Depositata la relazione psichiatrica sul 37enne accusato dell’omicidio di Loredana Scalone

Loredana Scalone

«Aveva piena conoscenza delle sue azioni», per il professore Pietrantonio Ricci, perito della Corte d’Assise di Catanzaro, non ci sono dubbi: Sergio Giana era capace di intendere e volere quando uccise Loredana Scalone, 52enne, con ventotto coltellate il 23 novembre 2020 in località Pietragrande. Nell’ultima udienza del processo è stata depositata la perizia sul 37enne di Badolato.

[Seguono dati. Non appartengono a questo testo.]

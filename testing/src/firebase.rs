use std::path::PathBuf;

use config::IdentityConfig;
use serde_json::json;
use wiremock::matchers::{body_string_contains, method, path, query_param};
use wiremock::{Mock, MockServer, ResponseTemplate};

pub const SIGN_IN_PATH: &str = "/v1/accounts:signInWithPassword";
pub const SIGN_UP_PATH: &str = "/v1/accounts:signUp";
pub const IDP_PATH: &str = "/v1/accounts:signInWithIdp";
pub const TOKEN_PATH: &str = "/v1/token";

const API_KEY: &str = "test-api-key";

/// Mock identity provider serving both the accounts and the token endpoints.
pub struct FirebaseMock {
    server: MockServer,
}

impl FirebaseMock {
    pub async fn start() -> Self {
        Self {
            server: MockServer::start().await,
        }
    }

    pub fn uri(&self) -> String {
        self.server.uri()
    }

    pub fn server(&self) -> &MockServer {
        &self.server
    }

    /// Identity configuration pointing at this server.
    pub fn identity_config(&self, session_file: Option<PathBuf>) -> IdentityConfig {
        IdentityConfig {
            api_key: API_KEY.to_string(),
            auth_url: self.uri(),
            token_url: self.uri(),
            session_file,
            ..IdentityConfig::default()
        }
    }

    pub async fn mount_sign_in(&self, uid: &str, email: &str, expires_in: u64) {
        self.mount_account(SIGN_IN_PATH, uid, email, expires_in).await;
    }

    pub async fn mount_sign_up(&self, uid: &str, email: &str, expires_in: u64) {
        self.mount_account(SIGN_UP_PATH, uid, email, expires_in).await;
    }

    pub async fn mount_federated(&self, uid: &str, email: &str, display_name: &str) {
        Mock::given(method("POST"))
            .and(path(IDP_PATH))
            .and(query_param("key", API_KEY))
            .respond_with(ResponseTemplate::new(200).set_body_json(json!({
                "localId": uid,
                "email": email,
                "displayName": display_name,
                "idToken": format!("id-{uid}"),
                "refreshToken": format!("refresh-{uid}"),
                "expiresIn": "3600"
            })))
            .mount(&self.server)
            .await;
    }

    /// Reject calls to `endpoint` with the provider's error envelope.
    pub async fn mount_error(&self, endpoint: &str, message: &str) {
        Mock::given(method("POST"))
            .and(path(endpoint))
            .respond_with(ResponseTemplate::new(400).set_body_json(json!({
                "error": { "code": 400, "message": message }
            })))
            .mount(&self.server)
            .await;
    }

    pub async fn mount_refresh(&self, id_token: &str, refresh_token: &str, expires_in: u64) {
        Mock::given(method("POST"))
            .and(path(TOKEN_PATH))
            .and(query_param("key", API_KEY))
            .and(body_string_contains("grant_type=refresh_token"))
            .respond_with(ResponseTemplate::new(200).set_body_json(json!({
                "id_token": id_token,
                "refresh_token": refresh_token,
                "expires_in": expires_in.to_string(),
                "token_type": "Bearer"
            })))
            .mount(&self.server)
            .await;
    }

    /// Number of requests received on `endpoint`.
    pub async fn hits(&self, endpoint: &str) -> usize {
        self.server
            .received_requests()
            .await
            .unwrap_or_default()
            .iter()
            .filter(|r| r.url.path() == endpoint)
            .count()
    }

    async fn mount_account(&self, endpoint: &str, uid: &str, email: &str, expires_in: u64) {
        Mock::given(method("POST"))
            .and(path(endpoint))
            .and(query_param("key", API_KEY))
            .respond_with(ResponseTemplate::new(200).set_body_json(json!({
                "localId": uid,
                "email": email,
                "idToken": format!("id-{uid}"),
                "refreshToken": format!("refresh-{uid}"),
                "expiresIn": expires_in.to_string()
            })))
            .mount(&self.server)
            .await;
    }
}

L’imputato viene ritenuto capace di intendere e di volere e nella piena capacità di partecipare coscientemente al processo, «non essendo affetto da patologie psichiatriche tali da influire negativamente sulla sua capacità di giudizio. Come perito - è scritto nella relazione di Ricci - posso affermare che l’imputato non è allo stato da considerarsi soggetto socialmente pericoloso». «Giana - spiega il perito - il 23 novembre 2020 non manifestava alcuna infermità di tipo psichico e quindi non venivano inficiate le funzioni dell’io, aveva piena conoscenza delle sue azioni, tanto da rendersi conto di dover prendere dei provvedimenti in seguito all’evento delittuoso. In altri termini, i disturbi di natura psichiatrica presenti nella storia clinica dell’imputato non sono tali da poter raggiungere quella soglia di malattia medico- legale sufficiente per dimostrare l’assoluta o parziale incapacità di intendere e di volere al momento del delitto che deve inquadrarsi nella tipologia degli omicidi a sfondo passionale». A dimostrare la consapevolezza del gesto ci sono le dichiarazioni proprio di Giana rilasciate agli inquirenti il giorno dopo l’omicidio.